@ Jean-Pierre Castel
Sur
la mystique, la spiritualité, la religion, on pourrait faire des pages et des
pages sans se comprendre…
Mais
je vois que vous me répondez en omettant ma référence à Maïmonide. C’est
peut-être parce que j’ai été trop vague. Je croyais vous avoir pourtant déjà
rapporté ces extraits du Guide des égarés de Maïmonide (si oui, excusez-moi, mais mieux
vaut deux fois qu’une) :
Maïmonide est tout à fait clair, explicite, insistant
:
« Dieu, »parfait en actes", intervient
bien pour exercer ou commander de très justes massacres d’êtres humains.
"Nous trouvons, au nombre de ses actions qui se manifestent sur les
hommes, de grandes calamités qui fondent sur certains individus pour les
anéantir, ou qui enveloppent dans leur destruction des familles, et même une
contrée entière, font périr plusieurs générations à la fois et ne laissent ni
culture ni progéniture, comme, p. ex., les croulements de sol, les tremblements
de terre, les foudres destructrices, l’expédition faite par un peuple contre
un autre pour le détruire par le glaive et pour effacer sa trace« (c’est moi qui souligne). Ces actions de Dieu
»sont nécessaires pour gouverner les états ; car la suprême vertu de l’homme
est de se rendre semblable à Dieu autant qu’il le peut, c’est-à-dire que nous
devons rendre semblables nos actions aux siennes…".
Maïmonide donne même ici une intéressante explication
sur la fameuse précision contenue dans le Décalogue : "je suis un Dieu
jaloux, châtiant la faute des pères sur les fils, sur la troisième et sur la
quatrième génération« (Ex. 20,5). »On s’est borné", dit
Maïmonide, "à quatre générations, parce que l’homme ne peut voir de sa
postérité que tout au plus la quatrième génération. Ainsi, lorsqu’on tue la
population d’une ville livrée à l’idolâtrie, on tue le vieillard idolâtre et sa
race jusqu’à l’arrière-petit-fils, qui est l’enfant de quatrième génération..
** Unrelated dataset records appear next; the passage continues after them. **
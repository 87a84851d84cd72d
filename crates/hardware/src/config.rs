//! Configuration system for the privileged core.
//!
//! This module defines the per-hart parameters the privileged core needs at construction.
//! It provides:
//! 1. **Defaults:** Baseline ISA capability and physical-address width per register width.
//! 2. **Structures:** The flat `Config` record and the `Xlen` register-width selector.
//! 3. **Validation:** `ConfigError` for combinations no hart can be built from.
//!
//! Configuration is supplied as JSON by the embedding emulator, or use `Config::default()`
//! for an RV64 hart that resets into Machine mode.

use serde::Deserialize;
use thiserror::Error;

use crate::common::constants::PAGE_SHIFT;
use crate::core::arch::csr::{
    MISA_EXT_A, MISA_EXT_C, MISA_EXT_D, MISA_EXT_F, MISA_EXT_I, MISA_EXT_M, MISA_EXT_S,
    MISA_EXT_U, misa_mxl,
};
use crate::core::arch::mode::{PrivilegeMode, RAW_HYPERVISOR};

/// Default configuration constants for the privileged core.
mod defaults {
    /// Physical-address width of an RV64 hart (Sv39/Sv48 era implementations).
    pub const PHYS_ADDR_BITS_RV64: u32 = 50;

    /// Physical-address width of an RV32 hart (Sv32 produces 34-bit addresses).
    pub const PHYS_ADDR_BITS_RV32: u32 = 34;

    /// Harts reset into Machine mode.
    pub const RESET_PRIVILEGE: u64 = 3;
}

/// Register width of the emulated hart.
#[derive(Clone, Copy, Debug, Default, PartialEq, Eq, Hash, Deserialize)]
pub enum Xlen {
    /// 32-bit registers.
    Rv32,
    /// 64-bit registers.
    #[default]
    Rv64,
}

impl Xlen {
    /// Returns the register width in bits.
    pub const fn bits(self) -> u32 {
        match self {
            Self::Rv32 => 32,
            Self::Rv64 => 64,
        }
    }

    /// Returns the mask every CSR value is truncated to.
    pub const fn mask(self) -> u64 {
        match self {
            Self::Rv32 => 0xFFFF_FFFF,
            Self::Rv64 => u64::MAX,
        }
    }

    /// Returns `true` for RV32, where the counters have separate high-half CSRs.
    pub const fn is_rv32(self) -> bool {
        matches!(self, Self::Rv32)
    }
}

/// Errors detected while loading or validating a [`Config`].
#[derive(Debug, Error)]
pub enum ConfigError {
    /// The JSON document could not be parsed.
    #[error("invalid configuration JSON: {0}")]
    Json(#[from] serde_json::Error),

    /// `max_isa` does not advertise the base integer ISA.
    #[error("max_isa {0:#x} lacks the base integer ISA")]
    MissingBaseIsa(u64),

    /// Physical-address width cannot hold a page or exceeds the register width.
    #[error("phys_addr_bits {bits} out of range for {xlen:?}")]
    PhysAddrBits {
        /// Requested width.
        bits: u32,
        /// Configured register width.
        xlen: Xlen,
    },

    /// Reset privilege is the legacy hypervisor level or above Machine.
    #[error("reset_privilege {0} is not User, Supervisor or Machine")]
    ResetPrivilege(u64),
}

/// Per-hart configuration.
///
/// # Examples
///
/// ```
/// use rvpriv_core::config::{Config, Xlen};
///
/// let config = Config::from_json(r#"{ "xlen": "Rv32", "hart_id": 2 }"#).unwrap();
/// assert_eq!(config.xlen, Xlen::Rv32);
/// assert_eq!(config.phys_addr_bits(), 34);
/// ```
#[derive(Debug, Clone, Default, Deserialize)]
#[serde(default)]
pub struct Config {
    /// Register width.
    pub xlen: Xlen,

    /// Maximum `misa` capability; defaults to IMAFDC with S and U for the chosen width.
    pub max_isa: Option<u64>,

    /// Physical-address width used to mask `sptbr`; defaults per register width.
    pub phys_addr_bits: Option<u32>,

    /// Hart number, attached to tracing output.
    pub hart_id: u64,

    /// Raw privilege level at construction; defaults to Machine.
    pub reset_privilege: Option<u64>,
}

impl Config {
    /// Parses a configuration from JSON and validates it.
    ///
    /// # Errors
    ///
    /// Returns [`ConfigError`] if the JSON is malformed or describes an invalid hart.
    pub fn from_json(json: &str) -> Result<Self, ConfigError> {
        let config: Self = serde_json::from_str(json)?;
        config.validate()?;
        Ok(config)
    }

    /// Checks the configuration for combinations no hart can be built from.
    ///
    /// # Errors
    ///
    /// Returns the first [`ConfigError`] found.
    pub fn validate(&self) -> Result<(), ConfigError> {
        let max_isa = self.max_isa();
        if max_isa & MISA_EXT_I == 0 {
            return Err(ConfigError::MissingBaseIsa(max_isa));
        }

        let bits = self.phys_addr_bits();
        if u64::from(bits) <= PAGE_SHIFT || bits > self.xlen.bits() + 2 {
            return Err(ConfigError::PhysAddrBits {
                bits,
                xlen: self.xlen,
            });
        }

        let raw = self.reset_privilege_raw();
        if raw == RAW_HYPERVISOR || PrivilegeMode::from_raw(raw).is_err() {
            return Err(ConfigError::ResetPrivilege(raw));
        }
        Ok(())
    }

    /// Returns the effective maximum `misa` value, including the `MXL` field.
    pub fn max_isa(&self) -> u64 {
        self.max_isa.unwrap_or_else(|| {
            misa_mxl(self.xlen)
                | MISA_EXT_I
                | MISA_EXT_M
                | MISA_EXT_A
                | MISA_EXT_F
                | MISA_EXT_D
                | MISA_EXT_C
                | MISA_EXT_S
                | MISA_EXT_U
        })
    }

    /// Returns the effective physical-address width.
    pub fn phys_addr_bits(&self) -> u32 {
        self.phys_addr_bits.unwrap_or(match self.xlen {
            Xlen::Rv32 => defaults::PHYS_ADDR_BITS_RV32,
            Xlen::Rv64 => defaults::PHYS_ADDR_BITS_RV64,
        })
    }

    /// Returns the raw reset privilege level.
    pub fn reset_privilege_raw(&self) -> u64 {
        self.reset_privilege.unwrap_or(defaults::RESET_PRIVILEGE)
    }
}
On a donc, en quelque sorte, indiqué qu’au nombre des commandements de Dieu (je
souligne) qui indubitablement font partie de ses actions, est celui de tuer les descendants des idolâtres,
quoique jeunes enfants, pêle-mêle avec leurs pères et leurs grand-pères.
On
ne peut se rassurer en imaginant que, comme c’est le cas ailleurs dans Le
Guide des égarés, l’auteur expose ici
un point de vue qui n’est pas le sien pour mieux le critiquer ensuite. Bien au
contraire ces énoncés sont d’autant plus terribles qu’ils viennent dans un
chapitre exposant ce qui semble le plus largement reconnu comme un apport
précieux de la pensée de Maïmonide : Les « attributs » bibliques sont
des allégories. Dieu commande bien des massacres mais il le fait "en
raison du démérite de ceux qui sont punis« ; on ne doit en aucun cas y voir
»des actions comme celles qui, chez nous, émanent d’une disposition de
l’âme, savoir, de la jalousie, de la vengeance, de la haine ou de la
colère". C’est d’ailleurs ainsi que ce passage sur la prétendue juste
violence pratiquée et voulue par Dieu se veut édifiant : "celui qui
gouverne l’état, s’il est prophète« doit bien »faire disparaître tous
ceux qui se détournent des voies de la vérité« , »un acte qu’exige la
raison humaine" mais il doit le faire en prenant Dieu pour modèle et en
tentant d’oublier ses mauvaises motivations humaines "à tel point qu’il
doit ordonner de brûler un individu, sans éprouver contre lui ni indignation,
ni colère ni haine, n’ayant égard, au contraire, qu’à ce qu’il lui paraîtra
avoir mérité, et considérant ce que l’accomplissement de cet acte a de
souverainement utile pour la grande multitude".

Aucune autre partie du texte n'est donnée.